La deuxième édition du Festival des lectures itinérantes et rencontres théâtrales (FLIRT), dont Profession Spectacle est partenaire, aura lieu à Paris du 10 au 15 janvier 2022. L’événement met à l’honneur six pièces récentes à travers des mises en lectures, des rencontres thématiques avec les auteurs et les autrices, des ateliers d’écriture, ainsi qu’une édition numérique accessible en ligne pendant le festival.

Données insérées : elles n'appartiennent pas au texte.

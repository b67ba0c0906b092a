//! Helpers shared across LLM providers.

use crate::error::{LlmError, Result};
use crate::provider::Role;
use reqwest::{Client, Response, StatusCode};
use serde::{Deserialize, Serialize};
use std::time::Duration;

/// Build an HTTP client with the given request timeout.
pub fn build_http_client(timeout_secs: u64) -> Result<Client> {
    Client::builder()
        .timeout(Duration::from_secs(timeout_secs))
        .build()
        .map_err(|e| LlmError::Internal(format!("failed to create HTTP client: {e}")))
}

/// Role name used by OpenAI-style chat APIs.
#[must_use]
pub fn convert_role_standard(role: Role) -> &'static str {
    match role {
        Role::System => "system",
        Role::User => "user",
        Role::Assistant => "assistant",
    }
}

/// Turn a non-success HTTP response into the matching error.
pub async fn check_status(provider: &str, response: Response) -> Result<Response> {
    let status = response.status();
    if status.is_success() {
        return Ok(response);
    }

    let message = response
        .text()
        .await
        .unwrap_or_else(|_| "Unknown error".to_string());

    Err(match status {
        StatusCode::UNAUTHORIZED | StatusCode::FORBIDDEN => LlmError::AuthenticationFailed {
            provider: provider.to_string(),
            message,
        },
        StatusCode::TOO_MANY_REQUESTS => LlmError::RateLimitExceeded {
            provider: provider.to_string(),
            message,
        },
        _ => LlmError::ApiError {
            provider: provider.to_string(),
            status: status.as_u16(),
            message,
        },
    })
}

/// Map a transport error, keeping timeouts distinct.
pub fn map_transport_error(error: reqwest::Error, timeout_secs: u64) -> LlmError {
    if error.is_timeout() {
        LlmError::Timeout {
            seconds: timeout_secs,
        }
    } else {
        LlmError::Network(error)
    }
}

/// Chat message for OpenAI-compatible APIs.
#[derive(Debug, Serialize, Deserialize, Clone)]
pub struct StandardMessage {
    /// "system", "user" or "assistant"
    pub role: String,
    /// Text content
    #[serde(default)]
    pub content: String,
}

/// Token counts as OpenAI-compatible APIs report them.
#[derive(Debug, Deserialize, Clone)]
pub struct StandardUsage {
    /// Prompt tokens
    pub prompt_tokens: u32,
    /// Completion tokens
    pub completion_tokens: u32,
}
//! Error types for the LLM subsystem.

use thiserror::Error;

/// Errors that can occur during LLM operations.
#[derive(Error, Debug)]
pub enum LlmError {
    /// Unknown provider name in configuration
    #[error("provider not found: {provider_id}")]
    ProviderNotFound {
        /// Provider identifier
        provider_id: String,
    },

    /// API key environment variable is unset or empty
    #[error("API key not set: export {env_var}")]
    MissingApiKey {
        /// Variable that should hold the key
        env_var: String,
    },

    /// API error with status code
    #[error("API error ({provider}): status {status}, {message}")]
    ApiError {
        /// Provider name
        provider: String,
        /// HTTP status code
        status: u16,
        /// Error message
        message: String,
    },

    /// Rate limit exceeded
    #[error("rate limit exceeded for {provider}: {message}")]
    RateLimitExceeded {
        /// Provider name
        provider: String,
        /// Error message
        message: String,
    },

    /// Invalid API key or authentication failure
    #[error("authentication failed for {provider}: {message}")]
    AuthenticationFailed {
        /// Provider name
        provider: String,
        /// Error message
        message: String,
    },

    /// Request validation error
    #[error("invalid request: {0}")]
    InvalidRequest(String),

    /// Provider response envelope could not be parsed
    #[error("failed to parse response from {provider}: {message}")]
    ParseError {
        /// Provider name
        provider: String,
        /// Error message
        message: String,
    },

    /// Model output is not the expected job JSON
    #[error("model output is not valid job JSON: {message}")]
    InvalidOutput {
        /// What was wrong with it
        message: String,
        /// The raw model output
        raw: String,
    },

    /// Network error
    #[error("network error: {0}")]
    Network(#[from] reqwest::Error),

    /// Serialization error
    #[error("serialization error: {0}")]
    Serialization(#[from] serde_json::Error),

    /// Timeout error
    #[error("request timed out after {seconds}s")]
    Timeout {
        /// Timeout duration in seconds
        seconds: u64,
    },

    /// Internal error
    #[error("internal error: {0}")]
    Internal(String),
}

/// Result type alias for LLM operations.
pub type Result<T> = std::result::Result<T, LlmError>;
//! LLM provider implementations.

pub mod common;
pub mod ollama;
pub mod openai;

pub use ollama::{OllamaProvider, OLLAMA_DEFAULT_MODEL, OLLAMA_DEFAULT_URL};
pub use openai::OpenAiProvider;

use crate::error::{LlmError, Result};
use crate::provider::LlmProvider;
use jobscout_core::LlmConfig;
use std::sync::Arc;

/// Build the provider named by `config.provider`.
///
/// `openai` covers every OpenAI-compatible endpoint (Groq, OpenAI,
/// LM Studio); `ollama` talks to the native Ollama API.
pub fn from_config(config: &LlmConfig) -> Result<Arc<dyn LlmProvider>> {
    match config.provider.as_str() {
        "openai" | "groq" | "lmstudio" => Ok(Arc::new(OpenAiProvider::from_config(config)?)),
        "ollama" => Ok(Arc::new(OllamaProvider::from_config(config)?)),
        other => Err(LlmError::ProviderNotFound {
            provider_id: other.to_string(),
        }),
    }
}
//! Shared types used across JobScout.
//!
//! `JobRecord` is the only entity the system produces. Every field always
//! carries either a real value or its documented sentinel.

use crate::error::{JobScoutError, Result};
use regex::Regex;
use serde::{Deserialize, Serialize};
use std::fmt;
use std::sync::OnceLock;

/// Fields of a job record, each with its own sentinel.
#[derive(Debug, Clone, Copy, PartialEq, Eq, Hash, Serialize, Deserialize)]
#[serde(rename_all = "snake_case")]
pub enum JobField {
    /// Job title
    Title,
    /// Hiring company
    Company,
    /// Job location
    Location,
    /// Salary, recovered from the detail page
    Salary,
    /// Summary description
    Description,
    /// Absolute detail-page URL
    Url,
}

impl JobField {
    /// All fields in record order.
    pub const ALL: [Self; 6] = [
        Self::Title,
        Self::Company,
        Self::Location,
        Self::Salary,
        Self::Description,
        Self::Url,
    ];

    /// Placeholder substituted when extraction yields nothing.
    #[must_use]
    pub fn sentinel(&self) -> &'static str {
        match self {
            Self::Title | Self::Company | Self::Location | Self::Url => "Not found",
            Self::Salary => "Not listed",
            Self::Description => "Description not available.",
        }
    }

    /// Key used in serialized records and site definitions.
    #[must_use]
    pub fn key(&self) -> &'static str {
        match self {
            Self::Title => "title",
            Self::Company => "company",
            Self::Location => "location",
            Self::Salary => "salary",
            Self::Description => "description",
            Self::Url => "url",
        }
    }

    /// Trim `value` and fall back to the sentinel when it is missing or blank.
    #[must_use]
    pub fn value_or_sentinel(&self, value: Option<&str>) -> String {
        value
            .map(str::trim)
            .filter(|v| !v.is_empty())
            .unwrap_or_else(|| self.sentinel())
            .to_string()
    }

    /// Whether `value` is this field's sentinel.
    #[must_use]
    pub fn is_sentinel(&self, value: &str) -> bool {
        value == self.sentinel()
    }
}

impl fmt::Display for JobField {
    fn fmt(&self, f: &mut fmt::Formatter<'_>) -> fmt::Result {
        f.write_str(self.key())
    }
}

/// Summary fields of a listing item, carried across the detail-fetch boundary.
///
/// `url` is already absolute (or the sentinel) when a summary exists.
#[derive(Debug, Clone, PartialEq, Eq, Serialize, Deserialize)]
pub struct JobSummary {
    /// Job title
    pub title: String,
    /// Hiring company
    pub company: String,
    /// Job location
    pub location: String,
    /// Summary description
    pub description: String,
    /// Absolute detail-page URL or the URL sentinel
    pub url: String,
}

impl JobSummary {
    /// Whether the summary has a usable detail-page URL.
    #[must_use]
    pub fn has_detail_url(&self) -> bool {
        !JobField::Url.is_sentinel(&self.url)
    }
}

/// A fully assembled job listing.
///
/// Records are immutable once built: fields are only readable.
/// Deserializing goes through [`JobRecordBuilder`], so blank or missing
/// fields come back as sentinels.
#[derive(Debug, Clone, PartialEq, Eq, Serialize, Deserialize)]
#[serde(from = "JobRecordBuilder")]
pub struct JobRecord {
    title: String,
    company: String,
    location: String,
    salary: String,
    description: String,
    url: String,
}

impl JobRecord {
    /// Start building a record; unset fields become sentinels.
    #[must_use]
    pub fn builder() -> JobRecordBuilder {
        JobRecordBuilder::default()
    }

    /// Assemble a record from listing summary fields and a salary.
    #[must_use]
    pub fn from_summary(summary: JobSummary, salary: Option<&str>) -> Self {
        Self::builder()
            .title(summary.title)
            .company(summary.company)
            .location(summary.location)
            .description(summary.description)
            .url(summary.url)
            .salary_opt(salary)
            .build()
    }

    /// Job title.
    #[must_use]
    pub fn title(&self) -> &str {
        &self.title
    }

    /// Hiring company.
    #[must_use]
    pub fn company(&self) -> &str {
        &self.company
    }

    /// Job location.
    #[must_use]
    pub fn location(&self) -> &str {
        &self.location
    }

    /// Salary text or `"Not listed"`.
    #[must_use]
    pub fn salary(&self) -> &str {
        &self.salary
    }

    /// Full description (truncate only for display).
    #[must_use]
    pub fn description(&self) -> &str {
        &self.description
    }

    /// Absolute detail-page URL or `"Not found"`.
    #[must_use]
    pub fn url(&self) -> &str {
        &self.url
    }

    /// Value of a field by name.
    #[must_use]
    pub fn get(&self, field: JobField) -> &str {
        match field {
            JobField::Title => &self.title,
            JobField::Company => &self.company,
            JobField::Location => &self.location,
            JobField::Salary => &self.salary,
            JobField::Description => &self.description,
            JobField::Url => &self.url,
        }
    }

    /// Whether the salary was recovered.
    #[must_use]
    pub fn has_salary(&self) -> bool {
        !JobField::Salary.is_sentinel(&self.salary)
    }

    /// Description shortened to at most `max_chars` characters, with `...`
    /// appended when something was cut.
    #[must_use]
    pub fn description_excerpt(&self, max_chars: usize) -> String {
        let mut chars = self.description.chars();
        let excerpt: String = chars.by_ref().take(max_chars).collect();
        if chars.next().is_some() {
            format!("{excerpt}...")
        } else {
            excerpt
        }
    }
}

/// Builder that substitutes sentinels for missing or blank values.
#[derive(Debug, Default, Clone, Deserialize)]
pub struct JobRecordBuilder {
    title: Option<String>,
    company: Option<String>,
    location: Option<String>,
    salary: Option<String>,
    description: Option<String>,
    url: Option<String>,
}

impl JobRecordBuilder {
    /// Set the title.
    #[must_use]
    pub fn title(mut self, value: impl Into<String>) -> Self {
        self.title = Some(value.into());
        self
    }

    /// Set the company.
    #[must_use]
    pub fn company(mut self, value: impl Into<String>) -> Self {
        self.company = Some(value.into());
        self
    }

    /// Set the location.
    #[must_use]
    pub fn location(mut self, value: impl Into<String>) -> Self {
        self.location = Some(value.into());
        self
    }

    /// Set the salary.
    #[must_use]
    pub fn salary(mut self, value: impl Into<String>) -> Self {
        self.salary = Some(value.into());
        self
    }

    /// Set the salary if one was found.
    #[must_use]
    pub fn salary_opt(mut self, value: Option<&str>) -> Self {
        self.salary = value.map(str::to_string);
        self
    }

    /// Set the description.
    #[must_use]
    pub fn description(mut self, value: impl Into<String>) -> Self {
        self.description = Some(value.into());
        self
    }

    /// Set the URL.
    #[must_use]
    pub fn url(mut self, value: impl Into<String>) -> Self {
        self.url = Some(value.into());
        self
    }

    /// Build the record.
    #[must_use]
    pub fn build(self) -> JobRecord {
        JobRecord {
            title: JobField::Title.value_or_sentinel(self.title.as_deref()),
            company: JobField::Company.value_or_sentinel(self.company.as_deref()),
            location: JobField::Location.value_or_sentinel(self.location.as_deref()),
            salary: JobField::Salary.value_or_sentinel(self.salary.as_deref()),
            description: JobField::Description.value_or_sentinel(self.description.as_deref()),
            url: JobField::Url.value_or_sentinel(self.url.as_deref()),
        }
    }
}

impl From<JobRecordBuilder> for JobRecord {
    fn from(builder: JobRecordBuilder) -> Self {
        builder.build()
    }
}

/// Newtype for site identifiers with validation.
///
/// Site IDs must be lowercase alphanumeric with hyphens, 3-50 characters.
#[derive(Debug, Clone, PartialEq, Eq, Hash, PartialOrd, Ord, Serialize, Deserialize)]
#[serde(try_from = "String", into = "String")]
pub struct SiteId(String);

impl SiteId {
    /// Create a new `SiteId` from a string.
    ///
    /// # Errors
    /// Returns error if the ID doesn't match the required format.
    pub fn new(id: impl Into<String>) -> Result<Self> {
        let id = id.into();
        Self::validate(&id)?;
        Ok(Self(id))
    }

    /// Get the inner string value.
    #[must_use]
    pub fn as_str(&self) -> &str {
        &self.0
    }

    fn validate(id: &str) -> Result<()> {
        static SITE_REGEX: OnceLock<Regex> = OnceLock::new();
        let regex = SITE_REGEX
            .get_or_init(|| Regex::new(r"^[a-z0-9][a-z0-9-]{1,48}[a-z0-9]$").expect("valid regex"));

        if id.len() < 3 || id.len() > 50 {
            return Err(JobScoutError::Validation(format!(
                "invalid site ID: must be 3-50 characters, got {} characters",
                id.len()
            )));
        }

        if regex.is_match(id) {
            Ok(())
        } else {
            Err(JobScoutError::Validation(format!(
                "invalid site ID: must be lowercase alphanumeric with hyphens, got '{id}'"
            )))
        }
    }
}

impl TryFrom<String> for SiteId {
    type Error = JobScoutError;

    fn try_from(value: String) -> Result<Self> {
        Self::new(value)
    }
}

impl From<SiteId> for String {
    fn from(id: SiteId) -> Self {
        id.0
    }
}

impl fmt::Display for SiteId {
    fn fmt(&self, f: &mut fmt::Formatter<'_>) -> fmt::Result {
        write!(f, "{}", self.0)
    }
}

/// Identifier of a single crawl run, used to correlate log lines.
#[derive(Debug, Clone, Copy, PartialEq, Eq, Hash, Serialize, Deserialize)]
pub struct RunId(uuid::Uuid);

impl RunId {
    /// Generate a fresh run ID.
    #[must_use]
    pub fn generate() -> Self {
        Self(uuid::Uuid::new_v4())
    }
}

impl fmt::Display for RunId {
    fn fmt(&self, f: &mut fmt::Formatter<'_>) -> fmt::Result {
        write!(f, "{}", self.0)
    }
}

C’est dans ce cadre que la pièce Aux cœurs des monstres sera présentée à Paris, le mardi 11 janvier. Son autrice, Iris Laurent, est diplômée des universités de Lille et de Toulouse, respectivement en “arts de la scène” et “création littéraire”. Celle qui a déjà écrit la pièce Voyager (texte inédit) et fondé la compagnie Des Orientés avec Sarah Doukhan en 2020, poursuit actuellement sa formation d’autrice au sein du Studio 7 de l’École du Nord.

Rencontre.

Comment résumerais-tu ta pièce en quelques mots ?

Aux cœurs des monstres est une dystopie sur le rapport à l’identité et à l’individualité, en particulier quand on se retrouve en dehors de son milieu d’origine. Elle dévoile comment notre individualité s’adapte parfois à celle d’autrui, lorsqu’il est notamment question d’appartenance raciale et familiale.

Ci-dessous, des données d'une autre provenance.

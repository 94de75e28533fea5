use std::sync::LazyLock;

use regex::{Captures, Regex};

use super::{ManifestExtractor, ManifestPattern, encoded::EncodedPayload};

/// The `eval(function(p,a,c,k,e,d)` prologue, whatever the whitespace.
static PACKER_PROLOGUE: LazyLock<Regex> = LazyLock::new(|| {
  Regex::new(r#"eval\s*\(\s*function\s*\(\s*p\s*,\s*a\s*,\s*c\s*,\s*k\s*,\s*e\s*,\s*[rd]\s*\)"#).unwrap()
});

static PACKER_ARGS_SINGLE: LazyLock<Regex> = LazyLock::new(|| {
  Regex::new(
    r#"\}\s*\(\s*'((?:[^'\\]|\\.)*)'\s*,\s*(\d+|\[\])\s*,\s*(\d+)\s*,\s*'((?:[^'\\]|\\.)*)'\s*\.split\(\s*'\|'\s*\)"#,
  )
  .unwrap()
});

static PACKER_ARGS_DOUBLE: LazyLock<Regex> = LazyLock::new(|| {
  Regex::new(
    r#"\}\s*\(\s*"((?:[^"\\]|\\.)*)"\s*,\s*(\d+|\[\])\s*,\s*(\d+)\s*,\s*"((?:[^"\\]|\\.)*)"\s*\.split\(\s*"\|"\s*\)"#,
  )
  .unwrap()
});

static WORD: LazyLock<Regex> = LazyLock::new(|| Regex::new(r"\b\w+\b").unwrap());

/// Stage 4: unpack `eval(function(p,a,c,k,e,d){…})` blobs and search only
/// inside the unpacked source.
#[derive(Debug, Clone)]
pub struct PackedScript {
  pattern: ManifestPattern,
  encoded: EncodedPayload,
}

impl PackedScript {
  pub fn new(pattern: ManifestPattern, encoded: EncodedPayload) -> Self {
    Self { pattern, encoded }
  }

  /// Unpacked source of every packer blob in `body`, in document order.
  pub fn unpack_all(body: &str) -> Vec<String> {
    PACKER_PROLOGUE
      .find_iter(body)
      .filter_map(|m| {
        let rest = &body[m.end()..];
        PACKER_ARGS_SINGLE
          .captures(rest)
          .or_else(|| PACKER_ARGS_DOUBLE.captures(rest))
          .and_then(|caps| unpack_captures(&caps))
      })
      .collect()
  }

  fn search_blob(&self, blob: &str) -> Option<String> {
    self.encoded.search(blob).or_else(|| {
      let text = blob.replace("\\/", "/");
      self.pattern.find_absolute(&text)
    })
  }
}

impl ManifestExtractor for PackedScript {
  fn name(&self) -> &'static str {
    "packed_script"
  }

  fn extract(&self, body: &str) -> Option<String> {
    Self::unpack_all(body)
      .iter()
      .find_map(|blob| self.search_blob(blob))
  }
}

fn unpack_captures(caps: &Captures<'_>) -> Option<String> {
  let payload = caps.get(1)?.as_str();
  let radix = match caps.get(2)?.as_str() {
    "[]" => 62,
    n => n.parse().ok()?,
  };
  let count: usize = caps.get(3)?.as_str().parse().ok()?;
  let keywords: Vec<&str> = caps.get(4)?.as_str().split('|').collect();
  unpack(&unescape(payload), radix, count, &keywords)
}

/// Replaces every base-`radix` token in `payload` with its dictionary word.
/// Tokens without a (non-empty) word stay as they are.
pub fn unpack(payload: &str, radix: u32, count: usize, keywords: &[&str]) -> Option<String> {
  if !(2..=62).contains(&radix) {
    return None;
  }
  let unpacked = WORD.replace_all(payload, |caps: &Captures<'_>| {
    let token = &caps[0];
    decode_token(token, radix)
      .filter(|i| *i < count)
      .and_then(|i| keywords.get(i))
      .filter(|word| !word.is_empty())
      .map_or_else(|| token.to_string(), |word| word.to_string())
  });
  Some(unpacked.into_owned())
}

fn decode_token(token: &str, radix: u32) -> Option<usize> {
  token.chars().try_fold(0usize, |acc, c| {
    let digit = match c {
      '0'..='9' => c as u32 - '0' as u32,
      'a'..='z' => c as u32 - 'a' as u32 + 10,
      'A'..='Z' => c as u32 - 'A' as u32 + 36,
      _ => return None,
    };
    if digit >= radix {
      return None;
    }
    acc.checked_mul(radix as usize)?.checked_add(digit as usize)
  })
}

fn unescape(payload: &str) -> String {
  payload.replace("\\'", "'").replace("\\\"", "\"").replace("\\\\", "\\")
}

La pièce est mise en scène : les membres de l’équipe artistique ont-ils influencé ton processus d’écriture ?

En 2019, la metteuse en scène Sarah Doukhan a lu une de mes anciennes pièces et m’a proposé d’en extraire une partie de sa matière pour la travailler au plateau avec des comédiens. À partir de là, nous avons travaillé ensemble, en alternant des résidences de plateau avec l’équipe et des temps d’écriture plutôt solitaire de mon côté. J’ai notamment constitué un dossier dramaturgique sur la base d’interviews réalisées auprès de chaque comédien, interrogeant le rapport qu’ils entretenaient avec leurs couleurs de peau, leurs situations familiales, leurs changements de pays ou de continents pour certains… Pendant ce temps de recherche, je me suis beaucoup intéressée aux noirs étasuniens et à ce qui les faits faire communauté : aux États-Unis, le fait que la plupart des personnes ignorent les origines de leurs ancêtres est véritablement constitutif de la communauté afro-américaine. Pour moi, il y avait donc une nécessité d’interroger l’individualité des acteurs et actrices du projet ; leurs vies, très différentes les unes des autres, ont beaucoup apporté au récit.

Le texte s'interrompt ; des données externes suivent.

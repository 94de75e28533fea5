const GREEN: &str = "\x1b[32m";
const CYAN: &str = "\x1b[36m";
const YELLOW: &str = "\x1b[33m";
const BOLD: &str = "\x1b[1m";
const RESET: &str = "\x1b[0m";
const DIM: &str = "\x1b[2m";

macro_rules! env_or {
    ($key:literal, $default:literal) => {
        option_env!($key).unwrap_or($default)
    };
}

pub struct BannerInfo {
  pub version: &'static str,
  pub branch: &'static str,
  pub commit_short: &'static str,
  pub build_time: &'static str,
  pub profile: &'static str,
}

impl Default for BannerInfo {
  fn default() -> Self {
    Self {
      version: env!("CARGO_PKG_VERSION"),
      branch: env_or!("GIT_BRANCH", "unknown"),
      commit_short: env_or!("GIT_COMMIT_SHORT", "unknown"),
      build_time: env_or!("BUILD_TIME", "unknown"),
      profile: if cfg!(debug_assertions) {
        "debug"
      } else {
        "release"
      },
    }
  }
}

/// Startup summary: build metadata plus the engine shape that was loaded.
pub fn print_banner(info: &BannerInfo, sources: usize, relays: usize) {
  crate::log_println!();
  crate::log_println!("{GREEN}  streamscout{RESET} {DIM}mirror race resolver{RESET}");
  crate::log_println!("{DIM}========================================{RESET}");
  print_row("Version", info.version, CYAN);
  print_row("Branch", info.branch, RESET);
  print_row("Commit", info.commit_short, RESET);
  print_row("Built at", info.build_time, RESET);
  print_row("Profile", info.profile, YELLOW);
  print_row("Sources", &sources.to_string(), RESET);
  print_row("Relays", &relays.to_string(), RESET);
  crate::log_println!();
}

fn print_row(label: &str, value: &str, color: &str) {
  crate::log_println!("  {BOLD}{label:<14}{RESET}{color}{value}{RESET}");
}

As-tu composé les personnages principalement à partir des comédiens ?

Pas exactement, car une partie vient directement de mon texte. Ce qui est sûr, c’est que nos discussions au sujet de ces personnages ont énormément influencé ces derniers et les ont en partie construits. Les comédiens ont fait de nombreuses propositions lors d’improvisations au plateau, que j’ai récoltées pour les différentes phases d’écriture de la pièce. Le personnage du Lutteur Mort, par exemple, est présent depuis l’origine mais a beaucoup évolué avec le comédien Khadim Fall ; celui-ci a fait en sorte que le personnage ne soit pas simplement vu comme un martyr. Le personnage nommé Celle qui se souvient, incarnant la mémoire de la colonisation, a été très influencé par la comédienne Aline Yankal et sa propre expérience du colonialisme.

Tu as indiqué le pluriel dans le titre : pourquoi ? Est-ce que les monstres existent vraiment ?

Nous avons trouvé le titre ensemble avec Sarah Doukhan. C’est un pluriel symbolique pour signifier que les personnages ne viennent pas du même endroit et poursuivent des quêtes de cœurs différentes. Est-ce qu’une personne peut être tout à fait monstrueuse ? Je ne le pense pas. En revanche, je pense qu’on a tous du monstrueux en nous. Dans cette pièce, j’ai cherché et tiré ce qu’il y avait de monstrueux dans chaque personnage, ce qui était souvent en lien avec sa quête, voire en constituait la faille. Je crois qu’il faut dédiaboliser le monstre en le ramenant à un individu qui agit et a des raisons pour le faire. Puis le diaboliser à nouveau ! Le personnage d’Antonio est un tyran : si je le rencontrais dans la vie, ce serait l’angoisse, mais j’ai pourtant trouvé intéressant de l’écrire, d’essayer de le comprendre et d’imaginer sa vie.

À tes yeux, que permet la dystopie pour aborder le racisme et les inégalités sociales ?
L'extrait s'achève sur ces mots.